High-frequency trading relies on algorithms that exploit tiny price differences in the markets. Do that enough, fast enough, and it can lead to big profits. Algorithms that do best have essentially found a niche in the market, and their owners are secretive because they don’t want anyone else muscling in on their niche. The algorithm is the secret sauce.
Goldman purchased its original code in 1999 from Hull Trading, founded by Chicago trader Blair Hull, for $531 million. After that, Goldman presumably had the right to do what it wanted with the code. It could add to it, take away from it, and tinker with it at will. It brought on programmers to do that, including Aleynikov. Programmers are vital in this space, and they’re demanding high pay. After UBS reportedly came calling for Aleynikov, Goldman paid Aleynikov $400,000 a year.
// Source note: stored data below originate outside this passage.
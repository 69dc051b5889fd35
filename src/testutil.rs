//! Test doubles shared by unit tests.

use crate::error::{GenerateError, StoreError};
use crate::llm::CompletionProvider;
use crate::payment::{PaymentInitiator, PaymentOutcome};
use crate::state::{Database, SqliteStore, Store, StoreResult};
use crate::types::*;
use async_trait::async_trait;
use chrono::{DateTime, Utc};
use std::collections::VecDeque;
use std::sync::Mutex;

pub const RECEIVING: &str = "0x5aAeb6053F3E94C9b9A09f33669435E7Ef1BeAed";

pub const OWNER: &str = "owner-1";

pub fn agent(name: &str, slug: &str, fee: Option<f64>) -> Agent {
    Agent {
        id: format!("agent-{slug}"),
        user_id: OWNER.into(),
        slug: slug.into(),
        name: name.into(),
        description: Some(format!("{name}'s public card")),
        personality: None,
        interests: Vec::new(),
        facts: Vec::new(),
        system_prompt: None,
        fee_amount: fee,
        fee_token: "ETH".into(),
        is_active: true,
        created_at: Utc::now(),
        updated_at: Utc::now(),
    }
}

/// Same as [`agent`] but with a fixed id, for rows keyed by hand.
pub fn agent_with_id(id: &str) -> Agent {
    Agent {
        id: id.into(),
        ..agent(id, id, None)
    }
}

pub fn profile(id: &str) -> Profile {
    Profile {
        id: id.into(),
        username: Some(format!("{id}-name")),
        full_name: None,
        role: ProfileRole::User,
        created_at: Utc::now(),
        updated_at: Utc::now(),
    }
}

/// Insert the agent's owner profile, then the agent itself.
pub async fn seed_agent(store: &dyn Store, agent: &Agent) {
    store.upsert_profile(&profile(&agent.user_id)).await.unwrap();
    store.insert_agent(agent).await.unwrap();
}

pub fn seed_agent_db(db: &Database, agent: &Agent) {
    db.upsert_profile(&profile(&agent.user_id)).unwrap();
    db.insert_agent(agent).unwrap();
}

type Completion = Result<Option<String>, GenerateError>;

/// Replays queued completions; echoes a numbered reply once the queue runs dry.
pub struct ScriptedProvider {
    queue: Mutex<VecDeque<Completion>>,
    calls: Mutex<Vec<(String, Vec<ChatMessage>)>>,
}

impl ScriptedProvider {
    pub fn new(script: Vec<Completion>) -> Self {
        Self {
            queue: Mutex::new(script.into()),
            calls: Mutex::new(Vec::new()),
        }
    }

    pub fn replies<const N: usize>(texts: [&str; N]) -> Self {
        Self::new(texts.iter().map(|t| Ok(Some(t.to_string()))).collect())
    }

    pub fn calls(&self) -> Vec<(String, Vec<ChatMessage>)> {
        self.calls.lock().unwrap().clone()
    }
}

#[async_trait]
impl CompletionProvider for ScriptedProvider {
    async fn complete(&self, system: &str, messages: &[ChatMessage]) -> Completion {
        let n = {
            let mut calls = self.calls.lock().unwrap();
            calls.push((system.to_string(), messages.to_vec()));
            calls.len()
        };
        self.queue
            .lock()
            .unwrap()
            .pop_front()
            .unwrap_or_else(|| Ok(Some(format!("reply {n}"))))
    }
}

/// Replays queued payment outcomes; succeeds once the queue runs dry.
pub struct ScriptedPayment {
    enabled: bool,
    queue: Mutex<VecDeque<PaymentOutcome>>,
    calls: Mutex<Vec<(String, String)>>,
}

impl ScriptedPayment {
    pub fn new(outcomes: Vec<PaymentOutcome>) -> Self {
        Self {
            enabled: true,
            queue: Mutex::new(outcomes.into()),
            calls: Mutex::new(Vec::new()),
        }
    }

    pub fn calls(&self) -> Vec<(String, String)> {
        self.calls.lock().unwrap().clone()
    }
}

#[async_trait]
impl PaymentInitiator for ScriptedPayment {
    fn is_enabled(&self) -> bool {
        self.enabled
    }

    async fn send_payment(&self, to: &str, amount: &str) -> PaymentOutcome {
        self.calls
            .lock()
            .unwrap()
            .push((to.to_string(), amount.to_string()));
        self.queue
            .lock()
            .unwrap()
            .pop_front()
            .unwrap_or_else(PaymentOutcome::ok)
    }
}

/// Aggregate read that [`FailingStore`] breaks.
#[derive(Debug, Clone, Copy, PartialEq, Eq)]
pub enum Aggregate {
    Visits,
    Conversations,
    Earnings,
}

/// SQLite store whose chosen aggregate read always fails.
pub struct FailingStore {
    inner: SqliteStore,
    broken: Aggregate,
}

impl FailingStore {
    pub fn new(broken: Aggregate) -> Self {
        Self {
            inner: SqliteStore::open_memory().unwrap(),
            broken,
        }
    }

    fn check(&self, read: Aggregate) -> StoreResult<()> {
        if self.broken == read {
            return Err(StoreError::Backend(format!("{read:?} unavailable")));
        }
        Ok(())
    }
}

#[async_trait]
impl Store for FailingStore {
    async fn agent_by_slug(&self, slug: &str) -> StoreResult<Option<Agent>> {
        self.inner.agent_by_slug(slug).await
    }

    async fn agent_by_id(&self, id: &str) -> StoreResult<Option<Agent>> {
        self.inner.agent_by_id(id).await
    }

    async fn agents_for_owner(&self, user_id: &str) -> StoreResult<Vec<Agent>> {
        self.inner.agents_for_owner(user_id).await
    }

    async fn insert_agent(&self, agent: &Agent) -> StoreResult<()> {
        self.inner.insert_agent(agent).await
    }

    async fn update_agent(&self, agent: &Agent) -> StoreResult<()> {
        self.inner.update_agent(agent).await
    }

    async fn latest_conversation(&self, agent_id: &str) -> StoreResult<Option<Conversation>> {
        self.inner.latest_conversation(agent_id).await
    }

    async fn conversations_for_agent(&self, agent_id: &str) -> StoreResult<Vec<Conversation>> {
        self.inner.conversations_for_agent(agent_id).await
    }

    async fn insert_conversation(&self, conversation: &Conversation) -> StoreResult<()> {
        self.inner.insert_conversation(conversation).await
    }

    async fn update_conversation_messages(
        &self,
        id: &str,
        messages: &[ChatMessage],
        updated_at: DateTime<Utc>,
    ) -> StoreResult<()> {
        self.inner
            .update_conversation_messages(id, messages, updated_at)
            .await
    }

    async fn count_conversations(&self, agent_ids: &[String]) -> StoreResult<u64> {
        self.check(Aggregate::Conversations)?;
        self.inner.count_conversations(agent_ids).await
    }

    async fn record_visit(&self, visit: &AgentVisit) -> StoreResult<()> {
        self.inner.record_visit(visit).await
    }

    async fn count_visits(&self, agent_ids: &[String]) -> StoreResult<u64> {
        self.check(Aggregate::Visits)?;
        self.inner.count_visits(agent_ids).await
    }

    async fn insert_transaction(&self, tx: &Transaction) -> StoreResult<()> {
        self.inner.insert_transaction(tx).await
    }

    async fn completed_amounts(&self, agent_ids: &[String]) -> StoreResult<Vec<f64>> {
        self.check(Aggregate::Earnings)?;
        self.inner.completed_amounts(agent_ids).await
    }

    async fn profile(&self, id: &str) -> StoreResult<Option<Profile>> {
        self.inner.profile(id).await
    }

    async fn upsert_profile(&self, profile: &Profile) -> StoreResult<()> {
        self.inner.upsert_profile(profile).await
    }
}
But when programmers write new code to insert into existing code, that can take hours. So sometimes, instead, they use open-source alternatives available for free on the internet. Open-source software is meant to be shared. It’s used in many industries, but Wall Street’s programmers find it particularly useful. In trading, time is money, so speed is prized.
In this case, proprietary and open-source code come head to head. Around the time Aleynikov planned to take a new job, he uploaded some code. Goldman says he stole proprietary code that it and the government claims is a trade secret. But Aleynikov says that he only meant to take open source code, which by definition isn’t secret.
Cossrow says this argument raises several questions. How much of what Aleynikov downloaded was open source? How much of it was proprietary? Those questions are possible to answer — it requires looking at the code and at the metadata (data about data) underlying it. That could mean laying bare Goldman’s code, which would be something between a headache and nightmare for Goldman. The government wants the courtroom closed if that happens.
But there are more questions: as there are hundreds of open-source licenses, what were the terms of the open-source license or licenses associated with the code Aleynikov is accused of taking? And how did Aleynikov use the code in the broader software?
All that leads to the ultimate question: how much open source code, and of what quality, does it take to dilute a trade secret? As Cossrow explains, “if you bake the world’s best brownie, and the recipe is secret, the mere fact that you used water as an ingredient doesn’t mean the whole recipe is diluted.” However the courts haven’t gotten much more specific than that.
For lawyers like Cossrow, this case is turning into a big deal. There’s no telling where this argument could take Aleynikov, but if it works, it could turn out that Goldman’s alleged trade secrets aren’t really secret at all. That could blow up Goldman’s trading profits. It’s all very interesting stuff — and that was just the first day of trial.